◆ Given data ◆
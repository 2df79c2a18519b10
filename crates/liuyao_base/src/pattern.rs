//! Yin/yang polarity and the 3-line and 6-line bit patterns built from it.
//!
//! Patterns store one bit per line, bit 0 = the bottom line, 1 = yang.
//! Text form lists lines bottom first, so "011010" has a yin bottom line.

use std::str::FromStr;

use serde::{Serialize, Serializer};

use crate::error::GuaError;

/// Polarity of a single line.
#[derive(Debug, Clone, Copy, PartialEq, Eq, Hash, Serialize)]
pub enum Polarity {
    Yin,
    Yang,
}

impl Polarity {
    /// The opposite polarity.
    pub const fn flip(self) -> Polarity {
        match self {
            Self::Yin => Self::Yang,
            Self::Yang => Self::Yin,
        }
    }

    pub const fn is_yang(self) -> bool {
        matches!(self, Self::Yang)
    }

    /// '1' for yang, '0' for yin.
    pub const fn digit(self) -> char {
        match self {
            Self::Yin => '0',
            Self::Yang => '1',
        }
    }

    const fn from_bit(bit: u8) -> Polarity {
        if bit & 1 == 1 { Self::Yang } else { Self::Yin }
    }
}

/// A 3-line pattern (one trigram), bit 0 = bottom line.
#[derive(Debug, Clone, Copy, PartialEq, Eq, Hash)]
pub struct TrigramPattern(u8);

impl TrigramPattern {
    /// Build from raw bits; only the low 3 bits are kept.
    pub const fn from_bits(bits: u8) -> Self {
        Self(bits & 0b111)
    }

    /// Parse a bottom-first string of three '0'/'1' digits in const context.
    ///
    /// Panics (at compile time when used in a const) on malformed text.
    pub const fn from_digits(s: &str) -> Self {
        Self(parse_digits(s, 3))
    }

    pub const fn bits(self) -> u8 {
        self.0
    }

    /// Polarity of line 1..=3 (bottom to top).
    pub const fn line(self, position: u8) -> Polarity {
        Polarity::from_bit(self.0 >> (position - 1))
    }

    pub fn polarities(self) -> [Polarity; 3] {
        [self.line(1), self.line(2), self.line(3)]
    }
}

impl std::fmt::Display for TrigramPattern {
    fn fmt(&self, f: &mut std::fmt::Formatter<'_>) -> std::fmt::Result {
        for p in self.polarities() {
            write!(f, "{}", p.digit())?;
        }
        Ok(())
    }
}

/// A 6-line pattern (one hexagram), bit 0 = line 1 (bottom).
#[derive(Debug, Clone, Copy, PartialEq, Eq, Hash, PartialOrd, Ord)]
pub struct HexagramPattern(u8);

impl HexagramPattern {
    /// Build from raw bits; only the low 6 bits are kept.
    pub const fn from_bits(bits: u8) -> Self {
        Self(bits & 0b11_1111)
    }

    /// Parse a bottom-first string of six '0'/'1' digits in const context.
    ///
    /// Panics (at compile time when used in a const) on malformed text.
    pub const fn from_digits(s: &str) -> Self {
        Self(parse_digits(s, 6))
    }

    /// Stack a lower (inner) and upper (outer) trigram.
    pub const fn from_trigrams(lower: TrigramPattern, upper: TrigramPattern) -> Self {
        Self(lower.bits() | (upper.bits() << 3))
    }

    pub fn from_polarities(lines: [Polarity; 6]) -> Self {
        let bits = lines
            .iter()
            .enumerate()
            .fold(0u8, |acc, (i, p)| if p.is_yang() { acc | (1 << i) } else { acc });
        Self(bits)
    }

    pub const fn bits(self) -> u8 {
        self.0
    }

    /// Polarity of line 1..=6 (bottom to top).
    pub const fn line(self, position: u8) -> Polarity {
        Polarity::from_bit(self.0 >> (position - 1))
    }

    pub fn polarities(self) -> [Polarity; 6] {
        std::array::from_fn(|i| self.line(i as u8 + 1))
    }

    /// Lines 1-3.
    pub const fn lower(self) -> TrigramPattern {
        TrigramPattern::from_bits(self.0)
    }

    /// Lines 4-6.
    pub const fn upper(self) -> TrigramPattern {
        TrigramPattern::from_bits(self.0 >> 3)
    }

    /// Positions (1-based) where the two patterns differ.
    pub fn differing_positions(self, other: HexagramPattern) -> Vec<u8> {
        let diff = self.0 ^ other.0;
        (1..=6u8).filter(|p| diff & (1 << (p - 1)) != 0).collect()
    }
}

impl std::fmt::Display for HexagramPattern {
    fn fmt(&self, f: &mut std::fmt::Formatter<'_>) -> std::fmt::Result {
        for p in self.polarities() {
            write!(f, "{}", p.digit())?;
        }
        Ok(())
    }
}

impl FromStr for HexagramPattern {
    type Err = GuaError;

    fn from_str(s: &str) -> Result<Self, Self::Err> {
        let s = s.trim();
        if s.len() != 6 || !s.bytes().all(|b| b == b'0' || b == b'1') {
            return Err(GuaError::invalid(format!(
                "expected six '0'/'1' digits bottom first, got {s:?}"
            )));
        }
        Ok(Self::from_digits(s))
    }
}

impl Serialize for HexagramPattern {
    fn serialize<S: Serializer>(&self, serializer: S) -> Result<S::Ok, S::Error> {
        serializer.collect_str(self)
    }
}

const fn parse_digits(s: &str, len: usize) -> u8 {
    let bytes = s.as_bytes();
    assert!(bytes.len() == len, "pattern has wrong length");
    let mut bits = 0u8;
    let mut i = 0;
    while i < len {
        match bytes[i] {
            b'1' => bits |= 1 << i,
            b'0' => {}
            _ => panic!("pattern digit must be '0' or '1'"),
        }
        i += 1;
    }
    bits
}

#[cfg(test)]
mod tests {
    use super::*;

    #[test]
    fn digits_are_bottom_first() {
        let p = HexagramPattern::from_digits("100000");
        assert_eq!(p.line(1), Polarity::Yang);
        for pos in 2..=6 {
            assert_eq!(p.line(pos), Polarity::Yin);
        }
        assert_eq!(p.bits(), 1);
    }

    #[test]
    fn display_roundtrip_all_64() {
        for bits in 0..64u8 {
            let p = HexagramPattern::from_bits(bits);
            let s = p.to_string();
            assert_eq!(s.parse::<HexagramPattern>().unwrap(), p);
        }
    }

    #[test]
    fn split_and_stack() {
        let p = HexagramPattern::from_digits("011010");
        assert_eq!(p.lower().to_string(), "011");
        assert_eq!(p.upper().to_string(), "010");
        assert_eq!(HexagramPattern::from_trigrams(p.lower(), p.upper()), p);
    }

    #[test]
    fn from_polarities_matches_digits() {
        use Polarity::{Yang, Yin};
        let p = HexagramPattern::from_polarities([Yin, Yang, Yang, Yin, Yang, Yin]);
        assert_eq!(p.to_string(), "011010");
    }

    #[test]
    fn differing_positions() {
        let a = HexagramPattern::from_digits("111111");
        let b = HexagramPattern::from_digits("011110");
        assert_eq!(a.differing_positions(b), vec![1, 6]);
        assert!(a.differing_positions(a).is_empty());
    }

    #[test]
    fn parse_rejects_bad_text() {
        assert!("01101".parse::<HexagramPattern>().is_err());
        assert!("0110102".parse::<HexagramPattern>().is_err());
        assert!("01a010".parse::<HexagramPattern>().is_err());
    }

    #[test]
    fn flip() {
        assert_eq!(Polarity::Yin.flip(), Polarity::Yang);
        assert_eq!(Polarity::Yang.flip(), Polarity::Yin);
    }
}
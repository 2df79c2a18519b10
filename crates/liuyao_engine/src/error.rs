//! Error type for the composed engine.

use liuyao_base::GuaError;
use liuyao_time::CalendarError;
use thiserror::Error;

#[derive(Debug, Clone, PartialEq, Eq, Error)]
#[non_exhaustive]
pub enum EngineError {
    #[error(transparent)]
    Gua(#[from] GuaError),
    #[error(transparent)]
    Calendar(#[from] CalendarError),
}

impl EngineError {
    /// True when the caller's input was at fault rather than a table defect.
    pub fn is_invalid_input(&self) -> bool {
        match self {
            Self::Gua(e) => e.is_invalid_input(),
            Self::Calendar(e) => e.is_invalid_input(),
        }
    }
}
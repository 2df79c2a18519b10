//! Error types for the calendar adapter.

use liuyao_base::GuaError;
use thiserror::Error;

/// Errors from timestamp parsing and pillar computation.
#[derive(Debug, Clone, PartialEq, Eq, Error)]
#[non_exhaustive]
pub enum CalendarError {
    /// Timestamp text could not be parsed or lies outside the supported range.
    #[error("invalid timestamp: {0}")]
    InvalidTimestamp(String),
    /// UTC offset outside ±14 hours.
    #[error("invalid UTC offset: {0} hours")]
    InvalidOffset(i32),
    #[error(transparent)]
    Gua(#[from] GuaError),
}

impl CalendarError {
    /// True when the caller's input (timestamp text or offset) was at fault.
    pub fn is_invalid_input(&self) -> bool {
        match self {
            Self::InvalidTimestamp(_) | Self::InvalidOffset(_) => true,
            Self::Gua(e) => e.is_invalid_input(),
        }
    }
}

◆ Exercise brief ◆
Work out how many lines in the records hold the word "InvalidTimestamp", and answer with that number alone.

◆ Written solution ◆
2